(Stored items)
= = =
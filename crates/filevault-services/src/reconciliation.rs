//! Sweep of abandoned upload sessions.
//!
//! Presigned and multipart flows create records before the caller uploads
//! anything, so rows stuck in `pending` or `uploading` are expected. A
//! `ReconciliationPolicy` decides how old such a row must be before it is
//! reaped; `NeverReap` keeps them forever.

use chrono::Utc;
use filevault_core::{AppError, File, FileStatus, ReconcileConfig};
use filevault_db::FileRepository;
use filevault_storage::Storage;
use serde::Serialize;
use std::sync::Arc;
use std::time::Duration;
use tokio::time::interval;

const DEFAULT_INTERVAL: Duration = Duration::from_secs(3600);
const DEFAULT_BATCH_SIZE: i64 = 100;

/// Age after which a record in a given status counts as abandoned.
pub trait ReconciliationPolicy: Send + Sync {
    /// `None` disables reaping for `status`.
    fn threshold(&self, status: FileStatus) -> Option<chrono::Duration>;
}

/// Keep every record.
#[derive(Debug, Clone, Copy, Default)]
pub struct NeverReap;

impl ReconciliationPolicy for NeverReap {
    fn threshold(&self, _status: FileStatus) -> Option<chrono::Duration> {
        None
    }
}

/// Reap `pending` and `uploading` records once they exceed a maximum age.
#[derive(Debug, Clone, Copy, Default)]
pub struct MaxAgePolicy {
    pub pending: Option<chrono::Duration>,
    pub uploading: Option<chrono::Duration>,
}

impl MaxAgePolicy {
    pub fn from_config(config: &ReconcileConfig) -> Self {
        Self {
            pending: config
                .pending_max_age
                .and_then(|d| chrono::Duration::from_std(d).ok()),
            uploading: config
                .uploading_max_age
                .and_then(|d| chrono::Duration::from_std(d).ok()),
        }
    }
}

impl ReconciliationPolicy for MaxAgePolicy {
    fn threshold(&self, status: FileStatus) -> Option<chrono::Duration> {
        match status {
            FileStatus::Pending => self.pending,
            FileStatus::Uploading => self.uploading,
            FileStatus::Completed | FileStatus::Failed => None,
        }
    }
}

#[derive(Debug, Clone, Copy, Default, PartialEq, Eq, Serialize)]
pub struct SweepReport {
    pub examined: usize,
    pub reaped: usize,
    pub failed: usize,
}

#[derive(Clone)]
pub struct ReconciliationService {
    repo: Arc<dyn FileRepository>,
    storage: Arc<dyn Storage>,
    policy: Arc<dyn ReconciliationPolicy>,
    interval: Duration,
    batch_size: i64,
}

impl ReconciliationService {
    pub fn new(
        repo: Arc<dyn FileRepository>,
        storage: Arc<dyn Storage>,
        policy: Arc<dyn ReconciliationPolicy>,
    ) -> Self {
        Self {
            repo,
            storage,
            policy,
            interval: DEFAULT_INTERVAL,
            batch_size: DEFAULT_BATCH_SIZE,
        }
    }

    pub fn with_interval(mut self, interval: Duration) -> Self {
        self.interval = interval;
        self
    }

    pub fn with_batch_size(mut self, batch_size: i64) -> Self {
        self.batch_size = batch_size.max(1);
        self
    }

    /// Start the background sweep.
    /// Returns a JoinHandle for graceful shutdown
    pub fn start(self: Arc<Self>) -> tokio::task::JoinHandle<()> {
        tokio::spawn(async move {
            let mut sweep_interval = interval(self.interval);

            loop {
                sweep_interval.tick().await;

                tracing::info!("Starting scheduled reconciliation sweep");

                match self.sweep_once().await {
                    Ok(report) => tracing::info!(
                        examined = report.examined,
                        reaped = report.reaped,
                        failed = report.failed,
                        "Reconciliation sweep completed"
                    ),
                    Err(e) => tracing::error!(error = %e, "Reconciliation sweep failed"),
                }
            }
        })
    }

    /// One pass over every status the policy reaps. Per-record failures are
    /// counted, not fatal; a failed listing aborts the pass.
    #[tracing::instrument(skip(self), fields(reconcile.operation = "sweep"))]
    pub async fn sweep_once(&self) -> Result<SweepReport, AppError> {
        let mut report = SweepReport::default();

        for status in [FileStatus::Pending, FileStatus::Uploading] {
            let Some(threshold) = self.policy.threshold(status) else {
                continue;
            };
            let older_than = Utc::now() - threshold;
            let stale = self
                .repo
                .list_stale(status, older_than, self.batch_size)
                .await?;

            for file in stale {
                report.examined += 1;
                match self.reap(&file).await {
                    Ok(()) => report.reaped += 1,
                    Err(e) => {
                        report.failed += 1;
                        tracing::error!(
                            error = %e,
                            file_id = %file.id,
                            storage_key = %file.storage_key,
                            "Failed to reap abandoned upload"
                        );
                    }
                }
            }
        }

        Ok(report)
    }

    async fn reap(&self, file: &File) -> Result<(), AppError> {
        tracing::info!(
            file_id = %file.id,
            storage_key = %file.storage_key,
            status = %file.status,
            updated_at = %file.updated_at,
            "Reaping abandoned upload"
        );

        if file.is_multipart() {
            if let Err(e) = self
                .storage
                .abort_multipart_upload(&file.storage_key, &file.upload_id)
                .await
            {
                tracing::warn!(
                    error = %e,
                    file_id = %file.id,
                    upload_id = %file.upload_id,
                    "Failed to abort multipart session"
                );
            }
        }

        // A presigned PUT may have landed after all.
        let delete_result = self.storage.delete(&file.storage_key).await;

        self.repo.soft_delete(file.id).await?;

        if let Err(e) = delete_result {
            tracing::error!(
                error = %e,
                file_id = %file.id,
                storage_key = %file.storage_key,
                "Abandoned upload reaped but its object could not be deleted; object is orphaned"
            );
        }
        Ok(())
    }
}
= = =
Task >> Your answer must be an exact copy of every entry above.

Task output >>
filename crates/filevault-services/src/reconciliation.rs
//! Sweep of abandoned upload sessions.
//!
//! Presigned and multipart flows create records before the caller uploads
//! anything, so rows stuck in `pending` or `uploading` are expected. A
//! `ReconciliationPolicy` decides how old such a row must be before it is
//! reaped; `NeverReap` keeps them forever.

use chrono::Utc;
use filevault_core::{AppError, File, FileStatus, ReconcileConfig};
use filevault_db::FileRepository;
use filevault_storage::Storage;
use serde::Serialize;
use std::sync::Arc;
use std::time::Duration;
use tokio::time::interval;

const DEFAULT_INTERVAL: Duration = Duration::from_secs(3600);
const DEFAULT_BATCH_SIZE: i64 = 100;

/// Age after which a record in a given status counts as abandoned.
pub trait ReconciliationPolicy: Send + Sync {
    /// `None` disables reaping for `status`.
    fn threshold(&self, status: FileStatus) -> Option<chrono::Duration>;
}

/// Keep every record.
#[derive(Debug, Clone, Copy, Default)]
pub struct NeverReap;

impl ReconciliationPolicy for NeverReap {
    fn threshold(&self, _status: FileStatus) -> Option<chrono::Duration> {
        None
    }
}

/// Reap `pending` and `uploading` records once they exceed a maximum age.
#[derive(Debug, Clone, Copy, Default)]
pub struct MaxAgePolicy {
    pub pending: Option<chrono::Duration>,
    pub uploading: Option<chrono::Duration>,
}

impl MaxAgePolicy {
    pub fn from_config(config: &ReconcileConfig) -> Self {
        Self {
            pending: config
                .pending_max_age
                .and_then(|d| chrono::Duration::from_std(d).ok()),
            uploading: config
                .uploading_max_age
                .and_then(|d| chrono::Duration::from_std(d).ok()),
        }
    }
}

impl ReconciliationPolicy for MaxAgePolicy {
    fn threshold(&self, status: FileStatus) -> Option<chrono::Duration> {
        match status {
            FileStatus::Pending => self.pending,
            FileStatus::Uploading => self.uploading,
            FileStatus::Completed | FileStatus::Failed => None,
        }
    }
}

#[derive(Debug, Clone, Copy, Default, PartialEq, Eq, Serialize)]
pub struct SweepReport {
    pub examined: usize,
    pub reaped: usize,
    pub failed: usize,
}

#[derive(Clone)]
pub struct ReconciliationService {
    repo: Arc<dyn FileRepository>,
    storage: Arc<dyn Storage>,
    policy: Arc<dyn ReconciliationPolicy>,
    interval: Duration,
    batch_size: i64,
}

impl ReconciliationService {
    pub fn new(
        repo: Arc<dyn FileRepository>,
        storage: Arc<dyn Storage>,
        policy: Arc<dyn ReconciliationPolicy>,
    ) -> Self {
        Self {
            repo,
            storage,
            policy,
            interval: DEFAULT_INTERVAL,
            batch_size: DEFAULT_BATCH_SIZE,
        }
    }

    pub fn with_interval(mut self, interval: Duration) -> Self {
        self.interval = interval;
        self
    }

    pub fn with_batch_size(mut self, batch_size: i64) -> Self {
        self.batch_size = batch_size.max(1);
        self
    }

    /// Start the background sweep.
    /// Returns a JoinHandle for graceful shutdown
    pub fn start(self: Arc<Self>) -> tokio::task::JoinHandle<()> {
        tokio::spawn(async move {
            let mut sweep_interval = interval(self.interval);

            loop {
                sweep_interval.tick().await;

                tracing::info!("Starting scheduled reconciliation sweep");

                match self.sweep_once().await {
                    Ok(report) => tracing::info!(
                        examined = report.examined,
                        reaped = report.reaped,
                        failed = report.failed,
                        "Reconciliation sweep completed"
                    ),
                    Err(e) => tracing::error!(error = %e, "Reconciliation sweep failed"),
                }
            }
        })
    }

    /// One pass over every status the policy reaps. Per-record failures are
    /// counted, not fatal; a failed listing aborts the pass.
    #[tracing::instrument(skip(self), fields(reconcile.operation = "sweep"))]
    pub async fn sweep_once(&self) -> Result<SweepReport, AppError> {
        let mut report = SweepReport::default();

        for status in [FileStatus::Pending, FileStatus::Uploading] {
            let Some(threshold) = self.policy.threshold(status) else {
                continue;
            };
            let older_than = Utc::now() - threshold;
            let stale = self
                .repo
                .list_stale(status, older_than, self.batch_size)
                .await?;

            for file in stale {
                report.examined += 1;
                match self.reap(&file).await {
                    Ok(()) => report.reaped += 1,
                    Err(e) => {
                        report.failed += 1;
                        tracing::error!(
                            error = %e,
                            file_id = %file.id,
                            storage_key = %file.storage_key,
                            "Failed to reap abandoned upload"
                        );
                    }
                }
            }
        }

        Ok(report)
    }

    async fn reap(&self, file: &File) -> Result<(), AppError> {
        tracing::info!(
            file_id = %file.id,
            storage_key = %file.storage_key,
            status = %file.status,
            updated_at = %file.updated_at,
            "Reaping abandoned upload"
        );

        if file.is_multipart() {
            if let Err(e) = self
                .storage
                .abort_multipart_upload(&file.storage_key, &file.upload_id)
                .await
            {
                tracing::warn!(
                    error = %e,
                    file_id = %file.id,
                    upload_id = %file.upload_id,
                    "Failed to abort multipart session"
                );
            }
        }

        // A presigned PUT may have landed after all.
        let delete_result = self.storage.delete(&file.storage_key).await;

        self.repo.soft_delete(file.id).await?;

        if let Err(e) = delete_result {
            tracing::error!(
                error = %e,
                file_id = %file.id,
                storage_key = %file.storage_key,
                "Abandoned upload reaped but its object could not be deleted; object is orphaned"
            );
        }
        Ok(())
    }
}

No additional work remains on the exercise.